Pain management

Chronic pain medication linked to poor cardiometabolic outcomes

Research raises questions about the impact of chronic pain medication on cardiometabolic health 

CT scan of heart with heart disease

Source: K H Fung / Science Photo Library

Researchers studied UK Biobank data to compare those taking cardiometabolic (CM) drugs alone with those taking CM drugs alongside pain medication. They found that those taking opiates had the worst CM profile, with a 95% increased chance of being obese.

(Above: 3D computed tomography (CT) scan of a human heart affected by coronary artery disease. The area affected is represented here in red.)

Despite a recent increase in prescriptions for non-cancer chronic pain, there is a lack of research into the long-term effects of chronic pain medication on cardiometabolic (CM) health.

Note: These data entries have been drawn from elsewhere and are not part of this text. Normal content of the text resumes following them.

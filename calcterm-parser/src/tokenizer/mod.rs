pub mod token;

use logos::{Lexer, Logos};
use std::ops::Range;
pub use token::{Token, TokenKind};

/// Returns an iterator over the token kinds produced by the tokenizer.
pub fn tokenize(input: &str) -> Lexer<TokenKind> {
    TokenKind::lexer(input)
}

/// Returns an owned array containing all of the tokens produced by the tokenizer.
///
/// Token rules are tried in priority order, longest match first, so multi-character lexemes win
/// over their prefixes. If no rule matches at some position, the span of the offending input is
/// returned instead; its start is the position tokenization stopped at.
pub fn tokenize_complete(input: &str) -> Result<Box<[Token]>, Range<usize>> {
    let mut lexer = tokenize(input);
    let mut tokens = Vec::new();

    while let Some(result) = lexer.next() {
        match result {
            Ok(kind) => tokens.push(Token {
                span: lexer.span(),
                kind,
                lexeme: lexer.slice(),
            }),
            Err(()) => return Err(lexer.span()),
        }
    }

    Ok(tokens.into_boxed_slice())
}
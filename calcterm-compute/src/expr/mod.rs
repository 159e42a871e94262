//! The symbolic expression tree.
//!
//! An [`Expr`] is an immutable node in a rooted tree. Children are held behind [`Rc`], so a
//! transformation that leaves a subtree unchanged shares it with the old tree instead of copying
//! it. Cycles are impossible by construction: every node is built bottom-up from already-built
//! children.
//!
//! Nodes are created through the [`builder`] module, never directly; the builder is also what
//! gives the parser's command stream a uniform way to construct any node by name.
//!
//! The [`PartialEq`] implementation is structural equality, child order included. The
//! simplification pipeline relies on this both for its fixed-point check and for combining like
//! terms.

pub mod builder;
pub mod visit;

use calcterm_parser::parser::op::Precedence;
use crate::number::Number;
use std::cmp::Ordering;
use std::rc::Rc;

/// The sign attached to one term of an [`Expr::Add`].
///
/// The sign vector is the only place additive sign is represented, outside an explicit
/// [`Expr::Neg`] produced by the parser for unary minus.
#[derive(Debug, Clone, Copy, PartialEq, Eq)]
pub enum Sign {
    Plus,
    Minus,
}

impl Sign {
    /// Returns the opposite sign.
    pub fn flip(self) -> Self {
        match self {
            Self::Plus => Self::Minus,
            Self::Minus => Self::Plus,
        }
    }

    /// Combines two signs multiplicatively.
    pub fn times(self, other: Self) -> Self {
        if self == other {
            Self::Plus
        } else {
            Self::Minus
        }
    }

    pub fn is_minus(self) -> bool {
        self == Self::Minus
    }
}

/// A node in the expression tree.
#[derive(Debug, Clone, PartialEq)]
pub enum Expr {
    /// A number literal. Always a leaf.
    Literal(Number),

    /// A named node: a free variable (`args` empty), a named constant, or a function
    /// application.
    Symbol { name: String, args: Vec<Rc<Expr>> },

    /// Two or more terms with a parallel sign vector of the same length.
    /// `Add([a, b, c], [+, -, +])` means `a - b + c`.
    Add { terms: Vec<Rc<Expr>>, signs: Vec<Sign> },

    /// Two or more factors.
    Mul(Vec<Rc<Expr>>),

    /// A numerator over a denominator.
    Div(Rc<Expr>, Rc<Expr>),

    /// Remainder of truncated division.
    Mod(Rc<Expr>, Rc<Expr>),

    /// A base raised to an exponent.
    Pow(Rc<Expr>, Rc<Expr>),

    /// Unary minus, as written in the source.
    Neg(Rc<Expr>),

    /// Postfix factorial.
    Factorial(Rc<Expr>),
}

impl Expr {
    /// If the expression is a literal, returns the contained number.
    pub fn as_literal(&self) -> Option<&Number> {
        match self {
            Self::Literal(n) => Some(n),
            _ => None,
        }
    }

    /// If the expression is a zero-argument symbol, returns its name.
    pub fn as_free_symbol(&self) -> Option<&str> {
        match self {
            Self::Symbol { name, args } if args.is_empty() => Some(name),
            _ => None,
        }
    }

    /// Returns true if the expression is the symbolic imaginary unit.
    pub fn is_imaginary_unit(&self) -> bool {
        self.as_free_symbol() == Some("i")
    }

    /// Returns true if the expression is a literal with the given small integer value.
    pub fn is_literal_int(&self, value: i32) -> bool {
        self.as_literal()
            .map(|n| n == &Number::from(value))
            .unwrap_or(false)
    }

    /// Returns the precedence of the operator this expression renders as, or [`None`] for an
    /// atom that never needs parentheses.
    ///
    /// A literal is usually an atom, but a negative real renders with a leading `-` and a
    /// non-real literal renders as a sum, so those report the corresponding operator precedence.
    pub fn precedence(&self) -> Option<Precedence> {
        match self {
            Self::Literal(n) => {
                if n.is_negative_real() {
                    Some(Precedence::Neg)
                } else if !n.is_real() {
                    if n.real().is_zero() {
                        Some(Precedence::Factor)
                    } else {
                        Some(Precedence::Term)
                    }
                } else {
                    None
                }
            }
            Self::Symbol { .. } => None,
            Self::Add { .. } => Some(Precedence::Term),
            Self::Mul(_) | Self::Div(..) | Self::Mod(..) => Some(Precedence::Factor),
            Self::Neg(_) => Some(Precedence::Neg),
            Self::Pow(..) => Some(Precedence::Exp),
            Self::Factorial(_) => Some(Precedence::Factorial),
        }
    }

    /// Compares the precedence of two expressions, treating atoms as binding tighter than any
    /// operator. Used to decide where parentheses are needed when rendering.
    pub fn cmp_precedence(&self, other: &Self) -> Ordering {
        match (self.precedence(), other.precedence()) {
            (None, None) => Ordering::Equal,
            (None, Some(_)) => Ordering::Greater,
            (Some(_), None) => Ordering::Less,
            (Some(lhs), Some(rhs)) => lhs.cmp(&rhs),
        }
    }
}
//! Rewriting of symbolic constant aliases into their canonical forms.

use crate::expr::{builder, visit::Restructurer, Expr};
use std::rc::Rc;

/// Alias names and the canonical symbols they rewrite to.
const ALIASES: &[(&str, &str)] = &[("π", "pi")];

/// Rewrites zero-argument symbol aliases into their canonical symbols, so later passes and the
/// evaluator only ever see one spelling of each named constant.
pub struct BasicSymbols;

impl Restructurer for BasicSymbols {
    fn symbol(&mut self, name: &str, children: Vec<Rc<Expr>>) -> Rc<Expr> {
        if children.is_empty() {
            if let Some((_, canonical)) = ALIASES.iter().find(|(alias, _)| *alias == name) {
                return builder::symbol(*canonical);
            }
        }
        builder::symbol_call(name, children)
    }
}
//! The two-dimensional grid renderer.
//!
//! Mirrors the one-line renderer's structure, but composes [`CharMap`]s instead of strings:
//! divisions stack over a bar, exponents raise, and a literal coefficient is juxtaposed directly
//! before a symbol. Fractions group themselves visually, so they are never parenthesized (except
//! as the base of a power, where the exponent would otherwise float ambiguously).

use calcterm_parser::parser::op::{Associativity, Precedence};
use crate::expr::{Expr, Sign};
use super::char_map::CharMap;
use super::one_line::{literal_text, needs_parens};

/// Renders the expression as a two-dimensional character grid.
pub fn grid(expr: &Expr) -> CharMap {
    render(expr)
}

/// The grid variant of the parenthesization rule.
fn grid_parens(
    child: &Expr,
    parent: Precedence,
    first_operand: bool,
    associativity: Associativity,
) -> bool {
    if matches!(child, Expr::Div(..)) {
        return parent == Precedence::Exp && first_operand;
    }
    needs_parens(child, parent, first_operand, associativity)
}

fn child(
    expr: &Expr,
    parent: Precedence,
    first_operand: bool,
    associativity: Associativity,
) -> CharMap {
    let map = render(expr);
    if grid_parens(expr, parent, first_operand, associativity) {
        map.parenthesized()
    } else {
        map
    }
}

/// Returns true if the rendered expression begins with a symbol name, which is what allows a
/// literal coefficient to be juxtaposed before it without a `*`.
fn starts_with_symbol(expr: &Expr) -> bool {
    match expr {
        Expr::Symbol { .. } => true,
        Expr::Pow(base, _) => starts_with_symbol(base),
        Expr::Factorial(operand) => starts_with_symbol(operand),
        _ => false,
    }
}

/// Returns true if the expression is a literal that renders as a bare unsigned number.
fn is_plain_literal(expr: &Expr) -> bool {
    matches!(expr, Expr::Literal(_)) && expr.precedence().is_none()
}

fn render(expr: &Expr) -> CharMap {
    match expr {
        Expr::Literal(n) => CharMap::text(&literal_text(n)),

        Expr::Symbol { name, args } => {
            let name_map = CharMap::text(name);
            if args.is_empty() {
                return name_map;
            }
            let mut arg_map: Option<CharMap> = None;
            for arg in args {
                let rendered = render(arg);
                arg_map = Some(match arg_map {
                    None => rendered,
                    Some(list) => list.beside(CharMap::text(",")).beside(rendered),
                });
            }
            name_map.beside(arg_map.unwrap().parenthesized())
        }

        Expr::Add { terms, signs } => {
            let mut map: Option<CharMap> = None;
            for (i, (term, sign)) in terms.iter().zip(signs).enumerate() {
                let rendered = child(
                    term,
                    Precedence::Term,
                    i == 0 && !sign.is_minus(),
                    Associativity::Left,
                );
                map = Some(match (map, sign) {
                    (None, Sign::Plus) => rendered,
                    (None, Sign::Minus) => CharMap::text("-").beside(rendered),
                    (Some(acc), Sign::Plus) => acc.beside(CharMap::text("+")).beside(rendered),
                    (Some(acc), Sign::Minus) => acc.beside(CharMap::text("-")).beside(rendered),
                });
            }
            map.unwrap_or_else(|| CharMap::text("0"))
        }

        Expr::Mul(factors) => {
            let mut map: Option<CharMap> = None;
            let mut previous: Option<&Expr> = None;
            for (i, factor) in factors.iter().enumerate() {
                let rendered = child(factor, Precedence::Factor, i == 0, Associativity::Left);
                map = Some(match map {
                    None => rendered,
                    Some(acc) => {
                        // a literal coefficient sits directly against a symbol
                        let juxtapose = previous.map(is_plain_literal).unwrap_or(false)
                            && starts_with_symbol(factor);
                        if juxtapose {
                            acc.beside(rendered)
                        } else {
                            acc.beside(CharMap::text("*")).beside(rendered)
                        }
                    }
                });
                previous = Some(factor);
            }
            map.unwrap_or_else(|| CharMap::text("1"))
        }

        Expr::Div(top, bottom) => render(top).over(render(bottom)),

        Expr::Mod(top, bottom) => child(top, Precedence::Factor, true, Associativity::Left)
            .beside(CharMap::text("%"))
            .beside(child(bottom, Precedence::Factor, false, Associativity::Left)),

        Expr::Pow(base, exponent) => child(base, Precedence::Exp, true, Associativity::Right)
            .raised(child(exponent, Precedence::Exp, false, Associativity::Right)),

        Expr::Neg(operand) => CharMap::text("-").beside(child(
            operand,
            Precedence::Neg,
            false,
            Associativity::Right,
        )),

        Expr::Factorial(operand) => {
            child(operand, Precedence::Factorial, true, Associativity::Left)
                .beside(CharMap::text("!"))
        }
    }
}

#[cfg(test)]
mod tests {
    use calcterm_parser::Parser;
    use crate::expr::builder;
    use pretty_assertions::assert_eq;
    use super::*;

    fn render_grid(input: &str) -> Vec<String> {
        let expr = builder::build(&Parser::new(input).unwrap().parse().unwrap()).unwrap();
        grid(&expr).into_strings()
    }

    #[test]
    fn flat_expressions_stay_on_one_row() {
        assert_eq!(render_grid("1+2*3"), vec!["1+2*3".to_string()]);
    }

    #[test]
    fn fractions_stack() {
        assert_eq!(
            render_grid("6/8"),
            vec![" 6 ".to_string(), "---".to_string(), " 8 ".to_string()],
        );
    }

    #[test]
    fn exponents_raise() {
        assert_eq!(
            render_grid("x^2"),
            vec![" 2".to_string(), "x ".to_string()],
        );
    }

    #[test]
    fn terms_align_on_the_baseline() {
        assert_eq!(
            render_grid("1+x/2"),
            vec![
                "   x ".to_string(),
                "1+---".to_string(),
                "   2 ".to_string(),
            ],
        );
    }

    #[test]
    fn literal_coefficients_juxtapose_before_symbols() {
        assert_eq!(render_grid("2x"), vec!["2x".to_string()]);
        assert_eq!(render_grid("2*x"), vec!["2x".to_string()]);
        // between two literals the operator is kept
        assert_eq!(render_grid("2*3"), vec!["2*3".to_string()]);
    }

    #[test]
    fn tall_arguments_get_tall_parentheses() {
        assert_eq!(
            render_grid("sin(1/2)"),
            vec![
                "   / 1 \\".to_string(),
                "sin|---|".to_string(),
                "   \\ 2 /".to_string(),
            ],
        );
    }

    #[test]
    fn fraction_bases_of_powers_are_parenthesized() {
        assert_eq!(
            render_grid("(1/2)^2"),
            vec![
                "     2".to_string(),
                "/ 1 \\ ".to_string(),
                "|---| ".to_string(),
                "\\ 2 / ".to_string(),
            ],
        );
    }
}
//! The simplification pipeline.
//!
//! Simplification is a fixed composition of rewriting passes. A few setup passes establish the
//! canonical representation, a bounded loop runs the main rewriting sequence until it reaches a
//! fixed point (or the iteration cap, since a fixed point is not guaranteed to exist for all
//! inputs), and a closing sequence expands products over sums and re-canonicalizes the result.

pub mod passes;

use crate::expr::{visit::Restructurer, Expr};
use passes::{
    BasicSymbols, ComplexExpander, ComplexNormalizer, ComplexSplitter, FirstOrderBasic,
    GCDLiteral, Negatives, NumberReducerBasic, Rationalizer, SelfNesting, SizeOneArray,
};
use std::rc::Rc;

/// Options controlling the simplification pipeline.
#[derive(Debug, Clone, Copy)]
pub struct SimplifyOptions {
    /// The maximum number of iterations of the main rewriting loop. The loop exits early as soon
    /// as an iteration leaves the tree structurally unchanged.
    pub max_iterations: usize,
}

impl Default for SimplifyOptions {
    fn default() -> Self {
        Self { max_iterations: 20 }
    }
}

/// Runs a single rewriting pass over the expression.
fn reduce<R: Restructurer>(mut pass: R, expr: &Rc<Expr>) -> Rc<Expr> {
    pass.visit(expr)
}

/// Simplifies the given expression with the default options.
pub fn simplify(expr: &Rc<Expr>) -> Rc<Expr> {
    simplify_with(expr, SimplifyOptions::default())
}

/// Simplifies the given expression. The pass order is significant: the loop's rewrites feed each
/// other (gathering exposes literals to fold, folding exposes trivial nodes to collapse), and
/// the closing sequence re-establishes the canonical form after expansion.
pub fn simplify_with(expr: &Rc<Expr>, options: SimplifyOptions) -> Rc<Expr> {
    let mut res = reduce(BasicSymbols, expr);
    res = reduce(ComplexSplitter, &res);
    res = reduce(Rationalizer, &res);

    for _ in 0..options.max_iterations {
        let before = Rc::clone(&res);
        res = reduce(ComplexNormalizer, &res);
        res = reduce(GCDLiteral, &res);
        res = reduce(SizeOneArray, &res);
        res = reduce(SelfNesting, &res);
        res = reduce(Negatives, &res);
        res = reduce(FirstOrderBasic, &res);
        res = reduce(NumberReducerBasic, &res);
        if res == before {
            break;
        }
    }

    res = reduce(ComplexExpander, &res);
    res = reduce(ComplexSplitter, &res);
    res = reduce(ComplexNormalizer, &res);
    res = reduce(GCDLiteral, &res);
    res = reduce(SizeOneArray, &res);
    res = reduce(SelfNesting, &res);
    res = reduce(Negatives, &res);
    res
}

#[cfg(test)]
mod tests {
    use calcterm_parser::Parser;
    use crate::expr::builder;
    use crate::render::one_line;
    use pretty_assertions::assert_eq;
    use super::*;

    fn parse(input: &str) -> Rc<Expr> {
        builder::build(&Parser::new(input).unwrap().parse().unwrap()).unwrap()
    }

    /// Parses, simplifies, and renders the result on one line.
    fn simplified(input: &str) -> String {
        one_line(&simplify(&parse(input)))
    }

    #[test]
    fn numeric_subtrees_fold() {
        assert_eq!(simplified("2+3*4"), "14");
        assert_eq!(simplified("2^10"), "1024");
        assert_eq!(simplified("5!-20"), "100");
    }

    #[test]
    fn products_of_sums_expand() {
        assert_eq!(simplified("(x+1)*(x+1)"), "x^2+2*x+1");
        assert_eq!(simplified("(x+1)*(x-1)"), "x^2-1");
        assert_eq!(simplified("(x+1)^2"), "x^2+2*x+1");
    }

    #[test]
    fn literal_fractions_reduce() {
        assert_eq!(simplified("6/8"), "3/4");
        assert_eq!(simplified("8/4"), "2");
        assert_eq!(simplified("1/3"), "1/3");
    }

    #[test]
    fn negations_cancel() {
        assert_eq!(simplified("--x"), "x");
        assert_eq!(simplified("---x"), "-x");
    }

    #[test]
    fn unknown_functions_are_untouched() {
        assert_eq!(simplified("sin(0)+cos(0)"), "sin(0)+cos(0)");
    }

    #[test]
    fn imaginary_units_square_to_minus_one() {
        assert_eq!(simplified("i*i+1"), "0");
        assert_eq!(simplified("i*i"), "-1");
        assert_eq!(simplified("i^3"), "-i");
    }

    #[test]
    fn like_terms_combine() {
        assert_eq!(simplified("x+x+x"), "3*x");
        assert_eq!(simplified("2*x-x"), "x");
        assert_eq!(simplified("x-x"), "0");
    }

    #[test]
    fn nested_fractions_flatten() {
        assert_eq!(simplified("x/(y/z)"), "x*z/y");
        assert_eq!(simplified("(1/2)/3"), "1/6");
    }

    #[test]
    fn simplify_is_idempotent() {
        for input in [
            "2+3*4",
            "(x+1)*(x+1)",
            "6/8",
            "--x",
            "sin(0)+cos(0)",
            "i*i+1",
            "x+2*y-3*z",
            "-a-b",
            "2*pi*x",
        ] {
            let once = simplify(&parse(input));
            let twice = simplify(&once);
            assert_eq!(once, twice, "simplify is not idempotent for {input:?}");
        }
    }

    #[test]
    fn deep_negation_chains_collapse() {
        let mut input = String::from("x");
        for _ in 0..100 {
            input.insert(0, '-');
        }
        assert_eq!(simplified(&input), "x");
        input.insert(0, '-');
        assert_eq!(simplified(&input), "-x");
    }

    #[test]
    fn iteration_cap_is_configurable() {
        let expr = parse("2+3*4");
        let options = SimplifyOptions { max_iterations: 0 };
        // with no loop iterations only the setup and closing passes run
        let res = simplify_with(&expr, options);
        assert_eq!(one_line(&res), "14");
    }
}
//! Arbitrary-precision numbers for literal nodes and numeric evaluation.
//!
//! A [`Number`] is a complex value computed at [`PRECISION`](crate::primitive::PRECISION) bits.
//! The algebraic layer only ever sees real literals (the imaginary unit is kept symbolic as the
//! symbol `i`); full complex values appear when the evaluator folds an expression containing `i`.
//!
//! Partial operations come in two flavors. The `checked_*` methods compute numerically and fail
//! only when the operation is undefined (division by zero, modulus of non-integers) or the result
//! is not finite. The `*_exact` methods are stricter: they only succeed when the result is exact,
//! and are what allows the simplifier to fold `4/2` while leaving `3/4` as a fraction.

pub mod fmt;

use crate::consts;
use crate::primitive::{complex, float, PRECISION};
use rug::{ops::Pow, Complex, Float, Integer};
use std::cmp::Ordering;

/// An arbitrary-precision real-or-complex number.
#[derive(Debug, Clone)]
pub struct Number {
    value: Complex,
}

impl Number {
    /// Creates a number from a raw [`Complex`] value.
    pub fn from_complex(value: Complex) -> Self {
        Self { value }
    }

    /// The additive identity.
    pub fn zero() -> Self {
        Self::from_complex(complex(0))
    }

    /// The imaginary unit.
    pub fn i() -> Self {
        Self::from_complex(consts::I.clone())
    }

    /// The circle constant.
    pub fn pi() -> Self {
        Self::from_complex(complex(&*consts::PI))
    }

    /// Euler's number.
    pub fn e() -> Self {
        Self::from_complex(complex(&*consts::E))
    }

    /// Parses a numeric literal: digits, an optional fractional part, and an optional signed
    /// exponent. Returns [`None`] for malformed input and for values too large to represent.
    pub fn parse(text: &str) -> Option<Self> {
        let parsed = Float::parse(text).ok()?;
        let value = Float::with_val(PRECISION, parsed);
        if !value.is_finite() {
            return None;
        }
        Some(Self::from_complex(complex(value)))
    }

    /// The real part, as a [`Float`].
    pub fn real(&self) -> &Float {
        self.value.real()
    }

    /// The imaginary part, as a [`Float`].
    pub fn imag(&self) -> &Float {
        self.value.imag()
    }

    /// The real part, as a real [`Number`].
    pub fn real_part(&self) -> Self {
        Self::from_complex(complex(self.value.real()))
    }

    /// The imaginary part, as a real [`Number`].
    pub fn imaginary_part(&self) -> Self {
        Self::from_complex(complex(self.value.imag()))
    }

    /// Returns the number with its real and imaginary parts exchanged.
    pub fn exchange_real_and_imaginary(&self) -> Self {
        Self::from_complex(complex((self.value.imag(), self.value.real())))
    }

    pub fn is_zero(&self) -> bool {
        self.value.real().is_zero() && self.value.imag().is_zero()
    }

    pub fn is_one(&self) -> bool {
        self.is_real() && self.value.real() == &1
    }

    /// Returns true if the imaginary part is zero.
    pub fn is_real(&self) -> bool {
        self.value.imag().is_zero()
    }

    pub fn is_positive_real(&self) -> bool {
        self.is_real() && self.value.real().is_sign_positive() && !self.value.real().is_zero()
    }

    pub fn is_negative_real(&self) -> bool {
        self.is_real() && self.value.real().is_sign_negative() && !self.value.real().is_zero()
    }

    /// Returns true if the number is a real integer.
    pub fn is_integer(&self) -> bool {
        self.is_real() && self.value.real().is_integer()
    }

    /// Returns true if both parts are finite.
    pub fn is_finite(&self) -> bool {
        self.value.real().is_finite() && self.value.imag().is_finite()
    }

    /// If the number is a real integer, returns it as an [`Integer`].
    pub fn as_integer(&self) -> Option<Integer> {
        if self.is_integer() {
            self.value.real().to_integer()
        } else {
            None
        }
    }

    /// Negates the number.
    pub fn negate(&self) -> Self {
        Self::from_complex(Complex::with_val(PRECISION, -&self.value))
    }

    pub fn add(&self, rhs: &Self) -> Self {
        Self::from_complex(Complex::with_val(PRECISION, &self.value + &rhs.value))
    }

    pub fn sub(&self, rhs: &Self) -> Self {
        Self::from_complex(Complex::with_val(PRECISION, &self.value - &rhs.value))
    }

    pub fn mul(&self, rhs: &Self) -> Self {
        Self::from_complex(Complex::with_val(PRECISION, &self.value * &rhs.value))
    }

    /// Divides numerically. Fails on division by zero.
    pub fn checked_div(&self, rhs: &Self) -> Option<Self> {
        if rhs.is_zero() {
            return None;
        }
        Some(Self::from_complex(Complex::with_val(
            PRECISION,
            &self.value / &rhs.value,
        )))
    }

    /// Divides only if the result is exact: integer division must leave no remainder, and
    /// non-integer operands must both be real.
    pub fn div_exact(&self, rhs: &Self) -> Option<Self> {
        if rhs.is_zero() || !self.is_real() || !rhs.is_real() {
            return None;
        }
        match (self.as_integer(), rhs.as_integer()) {
            (Some(a), Some(b)) => {
                let (quotient, remainder) = a.div_rem(b);
                remainder.is_zero().then(|| Self::from(quotient))
            }
            _ => Some(Self::from(float(self.value.real()) / rhs.value.real())),
        }
    }

    /// Remainder of truncated integer division. Defined only for real integers and a nonzero
    /// divisor.
    pub fn checked_mod(&self, rhs: &Self) -> Option<Self> {
        let a = self.as_integer()?;
        let b = rhs.as_integer()?;
        if b.is_zero() {
            return None;
        }
        Some(Self::from(a % b))
    }

    /// Raises to a power numerically. Fails for a zero base with a non-positive exponent, and
    /// whenever the result is not finite.
    pub fn checked_pow(&self, rhs: &Self) -> Option<Self> {
        if self.is_zero() && !rhs.is_positive_real() {
            return None;
        }
        let result = Self::from_complex(Complex::with_val(
            PRECISION,
            (&self.value).pow(&rhs.value),
        ));
        result.is_finite().then_some(result)
    }

    /// Raises to a power only if the result is exact: the exponent must be a real integer of
    /// reasonable size, and a negative exponent only applies to a base of magnitude one.
    pub fn pow_exact(&self, rhs: &Self) -> Option<Self> {
        if !self.is_real() || !rhs.is_real() {
            return None;
        }
        let exp = rhs.as_integer()?;

        if self.is_zero() {
            // 0^0 and 0^negative are left for the evaluator to reject
            return (exp.cmp0() == Ordering::Greater).then(Self::zero);
        }

        if let Some(base) = self.as_integer() {
            if exp.cmp0() == Ordering::Less {
                // only unit bases stay integral under a negative exponent
                return match (base == 1, base == -1, exp.is_odd()) {
                    (true, _, _) => Some(Self::from(1)),
                    (_, true, true) => Some(Self::from(-1)),
                    (_, true, false) => Some(Self::from(1)),
                    _ => None,
                };
            }
            let e = exp.to_u32().filter(|&e| e <= 9999)?;
            Some(Self::from(base.pow(e)))
        } else {
            let e = exp.to_i32().filter(|e| e.unsigned_abs() <= 512)?;
            let result = Self::from(self.value.real().clone().pow(e));
            result.is_finite().then_some(result)
        }
    }

    /// Factorial of a non-negative real integer.
    pub fn checked_factorial(&self) -> Option<Self> {
        let n = self.as_integer()?;
        if n.cmp0() == Ordering::Less {
            return None;
        }
        let n = n.to_u32().filter(|&n| n <= 10_000)?;
        Some(Self::from(Integer::from(Integer::factorial(n))))
    }

    /// Greatest common divisor, defined only for real integers.
    pub fn gcd(&self, rhs: &Self) -> Option<Self> {
        let a = self.as_integer()?;
        let b = rhs.as_integer()?;
        Some(Self::from(a.gcd(&b)))
    }

    /// A total order over numbers for deterministic child ordering: by real part, then by
    /// imaginary part.
    pub fn cmp_numeric(&self, other: &Self) -> Ordering {
        self.value
            .real()
            .partial_cmp(other.value.real())
            .unwrap_or(Ordering::Equal)
            .then_with(|| {
                self.value
                    .imag()
                    .partial_cmp(other.value.imag())
                    .unwrap_or(Ordering::Equal)
            })
    }

    /// Canonical decimal representation of the real part.
    pub fn format_real_part(&self) -> String {
        fmt::fmt_part(self.value.real(), fmt::SIG_FIGS)
    }

    /// Canonical decimal representation of the imaginary part.
    pub fn format_imaginary_part(&self) -> String {
        fmt::fmt_part(self.value.imag(), fmt::SIG_FIGS)
    }
}

impl PartialEq for Number {
    fn eq(&self, other: &Self) -> bool {
        self.value == other.value
    }
}

impl From<Integer> for Number {
    fn from(n: Integer) -> Self {
        Self::from_complex(complex(n))
    }
}

impl From<Float> for Number {
    fn from(n: Float) -> Self {
        Self::from_complex(complex(n))
    }
}

impl From<i32> for Number {
    fn from(n: i32) -> Self {
        Self::from_complex(complex(n))
    }
}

In PLoS One (6 December 2017), researchers studied UK Biobank data on 133,401 participants to compare those taking CM drugs alone (control group) with those taking CM drugs alongside pain medication[1].

Those taking opiates had the worst CM profile, with a 95% increased chance of being obese, an 82% increased chance of having a ‘very high risk’ waist circumference and a 63% increased chance of hypertension compared with those taking CM drugs alone. The researchers suggested this could be because the sedative effect of pain medication reduces physical activity. These poor metabolic outcomes were also more common in people taking neuropathic pain medication compared with controls.

The team said the findings raise questions about the safety of these drugs and suggested they should be prescribed for shorter periods of time than in current practice.